→ **TASK TO COMPLETE**: The lines to copy are those in the listing below that contain the word "path".

→ **DATASET ENTRIES**:
▬▬▬▬▬▬
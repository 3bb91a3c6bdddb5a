/*!
 * Scheduler Configuration
 * Tunables loaded from defaults, environment variables, or JSON
 */

use crate::core::errors::{SchedulerError, SchedulerResult};
use crate::core::limits;
use crate::scheduler::SchedulingPolicy;
use serde::{Deserialize, Serialize};
use serde_with::{serde_as, DurationMilliSeconds};
use std::path::Path;
use std::str::FromStr;
use std::time::Duration;

/// Scheduler tunables
#[serde_as]
#[derive(Debug, Clone, PartialEq, Serialize, Deserialize)]
#[serde(default, rename_all = "snake_case")]
pub struct SchedulerConfig {
    pub policy: SchedulingPolicy,
    #[serde_as(as = "DurationMilliSeconds<u64>")]
    pub base_time_slice: Duration,
    #[serde_as(as = "DurationMilliSeconds<u64>")]
    pub max_execution_without_yield: Duration,
    #[serde_as(as = "DurationMilliSeconds<u64>")]
    pub aging_threshold: Duration,
    /// Priority levels added to quantum workloads under quantum-aware scheduling
    pub quantum_boost: u8,
    #[serde_as(as = "DurationMilliSeconds<u64>")]
    pub tick_interval: Duration,
    pub memory_capacity: usize,
}

impl Default for SchedulerConfig {
    fn default() -> Self {
        Self {
            policy: SchedulingPolicy::RoundRobin,
            base_time_slice: limits::DEFAULT_TIME_SLICE,
            max_execution_without_yield: limits::DEFAULT_MAX_EXECUTION_WITHOUT_YIELD,
            aging_threshold: limits::DEFAULT_AGING_THRESHOLD,
            quantum_boost: limits::DEFAULT_QUANTUM_BOOST,
            tick_interval: limits::DEFAULT_TICK_INTERVAL,
            memory_capacity: limits::DEFAULT_MEMORY_CAPACITY,
        }
    }
}

impl SchedulerConfig {
    /// Defaults overridden by environment variables
    ///
    /// - SCHED_POLICY: round_robin | priority | mlfq | quantum_aware
    /// - SCHED_TIME_SLICE_MS, SCHED_MAX_RUN_MS, SCHED_AGING_MS, SCHED_TICK_MS
    /// - SCHED_QUANTUM_BOOST
    pub fn from_env() -> SchedulerResult<Self> {
        let mut config = Self::default();

        if let Ok(policy) = std::env::var("SCHED_POLICY") {
            config.policy =
                SchedulingPolicy::from_str(&policy).map_err(SchedulerError::InvalidArgument)?;
        }
        if let Some(ms) = env_millis("SCHED_TIME_SLICE_MS")? {
            config.base_time_slice = ms;
        }
        if let Some(ms) = env_millis("SCHED_MAX_RUN_MS")? {
            config.max_execution_without_yield = ms;
        }
        if let Some(ms) = env_millis("SCHED_AGING_MS")? {
            config.aging_threshold = ms;
        }
        if let Some(ms) = env_millis("SCHED_TICK_MS")? {
            config.tick_interval = ms;
        }
        if let Ok(boost) = std::env::var("SCHED_QUANTUM_BOOST") {
            config.quantum_boost = boost.parse().map_err(|_| {
                SchedulerError::InvalidArgument(format!("SCHED_QUANTUM_BOOST={}", boost))
            })?;
        }

        config.validate()?;
        Ok(config)
    }

    /// Parse a JSON document, missing fields take their defaults
    pub fn from_json(json: &str) -> SchedulerResult<Self> {
        let config: Self = serde_json::from_str(json)
            .map_err(|e| SchedulerError::InvalidArgument(format!("config: {}", e)))?;
        config.validate()?;
        Ok(config)
    }

    pub fn from_file(path: impl AsRef<Path>) -> SchedulerResult<Self> {
        let path = path.as_ref();
        let contents = std::fs::read_to_string(path).map_err(|e| {
            SchedulerError::InvalidArgument(format!("config {}: {}", path.display(), e))
        })?;
        Self::from_json(&contents)
    }

    #[must_use]
    pub fn with_policy(mut self, policy: SchedulingPolicy) -> Self {
        self.policy = policy;
        self
    }

    #[must_use]
    pub fn with_time_slice(mut self, slice: Duration) -> Self {
        self.base_time_slice = slice;
        self
    }

    #[must_use]
    pub fn with_max_execution_without_yield(mut self, limit: Duration) -> Self {
        self.max_execution_without_yield = limit;
        self
    }

    #[must_use]
    pub fn with_aging_threshold(mut self, threshold: Duration) -> Self {
        self.aging_threshold = threshold;
        self
    }

    #[must_use]
    pub fn with_quantum_boost(mut self, boost: u8) -> Self {
        self.quantum_boost = boost;
        self
    }

    pub fn validate(&self) -> SchedulerResult<()> {
        let durations = [
            ("base_time_slice", self.base_time_slice),
            ("max_execution_without_yield", self.max_execution_without_yield),
            ("aging_threshold", self.aging_threshold),
            ("tick_interval", self.tick_interval),
        ];
        if let Some((name, _)) = durations.iter().find(|(_, d)| d.is_zero()) {
            return Err(SchedulerError::InvalidArgument(format!(
                "{} must be greater than zero",
                name
            )));
        }
        if self.quantum_boost > crate::process::Priority::Realtime.level() {
            return Err(SchedulerError::InvalidArgument(format!(
                "quantum_boost {} exceeds the priority range",
                self.quantum_boost
            )));
        }
        Ok(())
    }
}

fn env_millis(key: &str) -> SchedulerResult<Option<Duration>> {
    match std::env::var(key) {
        Ok(raw) => raw
            .parse::<u64>()
            .map(|ms| Some(Duration::from_millis(ms)))
            .map_err(|_| SchedulerError::InvalidArgument(format!("{}={}", key, raw))),
        Err(_) => Ok(None),
    }
}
▬▬▬▬▬▬
→ **SOLUTION**:
use std::path::Path;
    pub fn from_file(path: impl AsRef<Path>) -> SchedulerResult<Self> {
        let path = path.as_ref();
        let contents = std::fs::read_to_string(path).map_err(|e| {
            SchedulerError::InvalidArgument(format!("config {}: {}", path.display(), e))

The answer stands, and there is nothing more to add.